The 20,000 pharmacy professionals practicing in 4,600 pharmacies across the province have been working tirelessly during the pandemic to protect and support the community. Pharmacists are performing COVID-19 testing, administering vaccinations (including the COVID-19 vaccine) and continuing to help support patients with their medication and healthcare questions


As we approach a year into the pandemic, continue to battle the virus and new variants as well as preparing to deliver the vaccine to millions of Ontarians we need to use every health resource we have. This is why, it is critical that pharmacy graduates are able to write the mandatory Pharmacy Examining Board of Canada (PEBC) Objective, Structured and Clinical Examination (OSCE) to obtain full licensure.


Pharmacy graduates are at risk of experiencing their third cancellation of the exam since May 2020 if there is no clarification from the Ontario government to allow for the exam to go forward on February 28, 2021. We are urging the Government of Ontario to allow for pharmacy students to complete their performance examinations as part of Ontario’s reopening plan announced on February 8, 2021.


PEBC has been able to safely administer these examinations within public health protocols to more than 1,000 exam takers in other provinces. The same measures can be enacted right here in Ontario to allow for the safe completion of the exam. PEBC is ready to work directly with Ontario Public Health (OPH) or local Public Health Units (PHUs) to ensure compliance and complete any additional measures required to be in place for the OSCE to be held safely.

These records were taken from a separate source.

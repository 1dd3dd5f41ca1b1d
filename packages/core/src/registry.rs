//! The registry of live managed objects.
//!
//! Registration runs the whole pipeline (name, introspection, metadata)
//! before touching shared state, then checks for a collision and inserts
//! under one write lock. A failure at any step leaves the registry as it
//! was.

use std::any::Any;
use std::collections::btree_map::Entry;
use std::collections::BTreeMap;
use std::fmt;
use std::sync::{Arc, PoisonError, RwLock, RwLockReadGuard, RwLockWriteGuard, Weak};

use tracing::{debug, info, warn};

use crate::error::PublishError;
use crate::introspect::{introspect, Descriptors};
use crate::metadata::{describe, MetadataRecord};
use crate::name::{build_name, StructuredName};
use crate::resource::{Managed, Resource};
use crate::{Error, Result};

/// Endpoint that makes registered names visible to remote clients.
///
/// Both calls are made while the registry's write lock is held, so the
/// endpoint sees changes in the order the registry commits them.
/// Implementations must not call back into the registry.
pub trait Publisher: Send + Sync {
    fn publish(
        &self,
        name: &StructuredName,
        metadata: &MetadataRecord,
    ) -> std::result::Result<(), PublishError>;

    fn retract(&self, name: &StructuredName) -> std::result::Result<(), PublishError>;
}

/// A registered object: its name, descriptors, metadata and a non-owning
/// reference to the object itself.
pub struct Binding {
    name: StructuredName,
    target: Weak<dyn Any + Send + Sync>,
    descriptors: Descriptors,
    metadata: MetadataRecord,
}

impl Binding {
    pub fn name(&self) -> &StructuredName {
        &self.name
    }

    pub fn descriptors(&self) -> &Descriptors {
        &self.descriptors
    }

    pub fn metadata(&self) -> &MetadataRecord {
        &self.metadata
    }

    /// The object, unless its owner has dropped it.
    pub fn target(&self) -> Option<Arc<dyn Any + Send + Sync>> {
        self.target.upgrade()
    }

    pub fn is_live(&self) -> bool {
        self.target.strong_count() > 0
    }

    fn is_bound_to<T>(&self, object: &Arc<T>) -> bool {
        std::ptr::eq(
            self.target.as_ptr().cast::<()>(),
            Arc::as_ptr(object).cast::<()>(),
        )
    }
}

impl fmt::Debug for Binding {
    fn fmt(&self, f: &mut fmt::Formatter<'_>) -> fmt::Result {
        f.debug_struct("Binding")
            .field("name", &self.name)
            .field("live", &self.is_live())
            .field("descriptors", &self.descriptors)
            .finish_non_exhaustive()
    }
}

type Bindings = BTreeMap<StructuredName, Arc<Binding>>;

/// Thread-safe map from structured name to binding.
#[derive(Default)]
pub struct Registry {
    bindings: RwLock<Bindings>,
    publisher: Option<Arc<dyn Publisher>>,
}

impl Registry {
    /// A registry that publishes nowhere.
    pub fn new() -> Self {
        Self::default()
    }

    /// A registry that notifies `publisher` of every change it commits.
    pub fn with_publisher(publisher: Arc<dyn Publisher>) -> Self {
        Self {
            bindings: RwLock::new(BTreeMap::new()),
            publisher: Some(publisher),
        }
    }

    /// Register an object under its type's declaration.
    pub fn register<T: Managed>(&self, object: &Arc<T>) -> Result<StructuredName> {
        self.register_with(object, T::resource())
    }

    /// Register an object under a caller-supplied declaration.
    ///
    /// # Errors
    ///
    /// - [`Error::InvalidName`] / [`Error::InvalidMember`] from validation
    /// - [`Error::DuplicateName`] if a live object already holds the name
    /// - [`Error::Publish`] if the binding was inserted but the publisher failed
    pub fn register_with<T: Managed>(
        &self,
        object: &Arc<T>,
        resource: Resource<T>,
    ) -> Result<StructuredName> {
        let name = build_name(&resource, object)?;
        let descriptors = introspect(&resource)?;
        let metadata = describe(&descriptors, resource.object_description());

        let target: Arc<dyn Any + Send + Sync> = object.clone();
        let binding = Arc::new(Binding {
            name: name.clone(),
            target: Arc::downgrade(&target),
            descriptors,
            metadata,
        });

        let mut bindings = self.write();
        match bindings.entry(name.clone()) {
            Entry::Occupied(mut entry) => {
                if entry.get().is_live() {
                    return Err(Error::DuplicateName(name));
                }
                debug!(name = %name, "replacing binding of a dropped object");
                entry.insert(Arc::clone(&binding));
            }
            Entry::Vacant(entry) => {
                entry.insert(Arc::clone(&binding));
            }
        }
        info!(
            name = %name,
            members = binding.descriptors.len(),
            "registered managed object"
        );

        if let Some(publisher) = &self.publisher {
            publisher
                .publish(&name, &binding.metadata)
                .map_err(|source| Error::Publish {
                    name: name.clone(),
                    source,
                })?;
        }
        Ok(name)
    }

    /// Remove every binding that refers to `object`, whatever name it was
    /// registered under.
    ///
    /// Objects that were never registered, were already removed, or whose
    /// name is now held by a different object are left alone.
    pub fn unregister<T: Managed>(&self, object: &Arc<T>) -> Result<()> {
        let mut bindings = self.write();
        let names: Vec<StructuredName> = bindings
            .values()
            .filter(|binding| binding.is_bound_to(object))
            .map(|binding| binding.name.clone())
            .collect();
        if names.is_empty() {
            debug!("unregister of an object that is not registered");
            return Ok(());
        }

        let mut failure = None;
        for name in &names {
            bindings.remove(name);
            if let Err(err) = self.retract(name) {
                failure.get_or_insert(err);
            }
        }
        failure.map_or(Ok(()), Err)
    }

    /// Remove whatever is registered under `name`. Returns whether a binding
    /// was removed.
    pub fn unregister_name(&self, name: &StructuredName) -> Result<bool> {
        let mut bindings = self.write();
        if bindings.remove(name).is_none() {
            return Ok(false);
        }
        self.retract(name)?;
        Ok(true)
    }

    /// Drop the bindings of objects whose owners have released them and
    /// retract their names. Returns how many were removed.
    pub fn prune(&self) -> usize {
        if self.read().values().all(|binding| binding.is_live()) {
            return 0;
        }
        let mut bindings = self.write();
        let dead: Vec<StructuredName> = bindings
            .values()
            .filter(|binding| !binding.is_live())
            .map(|binding| binding.name.clone())
            .collect();
        for name in &dead {
            bindings.remove(name);
            debug!(name = %name, "pruned binding of a dropped object");
            self.retract_logged(name);
        }
        dead.len()
    }

    // Called with the write lock held.
    fn retract(&self, name: &StructuredName) -> Result<()> {
        info!(name = %name, "unregistered managed object");
        if let Some(publisher) = &self.publisher {
            publisher.retract(name).map_err(|source| Error::Publish {
                name: name.clone(),
                source,
            })?;
        }
        Ok(())
    }

    fn retract_logged(&self, name: &StructuredName) {
        if let Err(err) = self.retract(name) {
            warn!(error = %err, "failed to retract a dropped object");
        }
    }

    /// Find the binding for `name`. The lock is released before returning.
    ///
    /// The binding of a dropped object is removed and reported as
    /// [`Error::NotFound`].
    pub fn lookup(&self, name: &StructuredName) -> Result<Arc<Binding>> {
        let found = self.read().get(name).cloned();
        match found {
            Some(binding) if binding.is_live() => Ok(binding),
            Some(dead) => {
                let mut bindings = self.write();
                if bindings
                    .get(name)
                    .is_some_and(|current| Arc::ptr_eq(current, &dead))
                {
                    bindings.remove(name);
                    debug!(name = %name, "pruned binding of a dropped object");
                    self.retract_logged(name);
                }
                Err(Error::NotFound(name.clone()))
            }
            None => Err(Error::NotFound(name.clone())),
        }
    }

    /// Names of live objects in sorted order.
    pub fn names(&self) -> Vec<StructuredName> {
        self.prune();
        self.read().keys().cloned().collect()
    }

    pub fn len(&self) -> usize {
        self.prune();
        self.read().len()
    }

    pub fn is_empty(&self) -> bool {
        self.len() == 0
    }

    // The map is updated before the publisher runs, so a panic in the
    // publisher leaves it consistent.
    fn read(&self) -> RwLockReadGuard<'_, Bindings> {
        self.bindings.read().unwrap_or_else(PoisonError::into_inner)
    }

    fn write(&self) -> RwLockWriteGuard<'_, Bindings> {
        self.bindings.write().unwrap_or_else(PoisonError::into_inner)
    }
}

impl fmt::Debug for Registry {
    fn fmt(&self, f: &mut fmt::Formatter<'_>) -> fmt::Result {
        f.debug_struct("Registry")
            .field("names", &self.read().keys().collect::<Vec<_>>())
            .field("publishing", &self.publisher.is_some())
            .finish()
    }
}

PEBC has indicated that if clarification is not received by mid-February or if the local PHUs do not move into the orange or yellow categories by mid-February, PEBC will have no choice but to cancel the February 28 exam across Ontario, disappointing 300 candidates who are anxiously waiting to write this exam.


Pharmacy interns have been left in a vulnerable position, many carrying student debt and looking for work as new graduates. This has left some graduates with family and dependents, struggling to make ends meet. At this time, we need all frontline healthcare providers including our pharmacists and pharmacy interns, practicing to their full abilities to support our health system through this pandemic.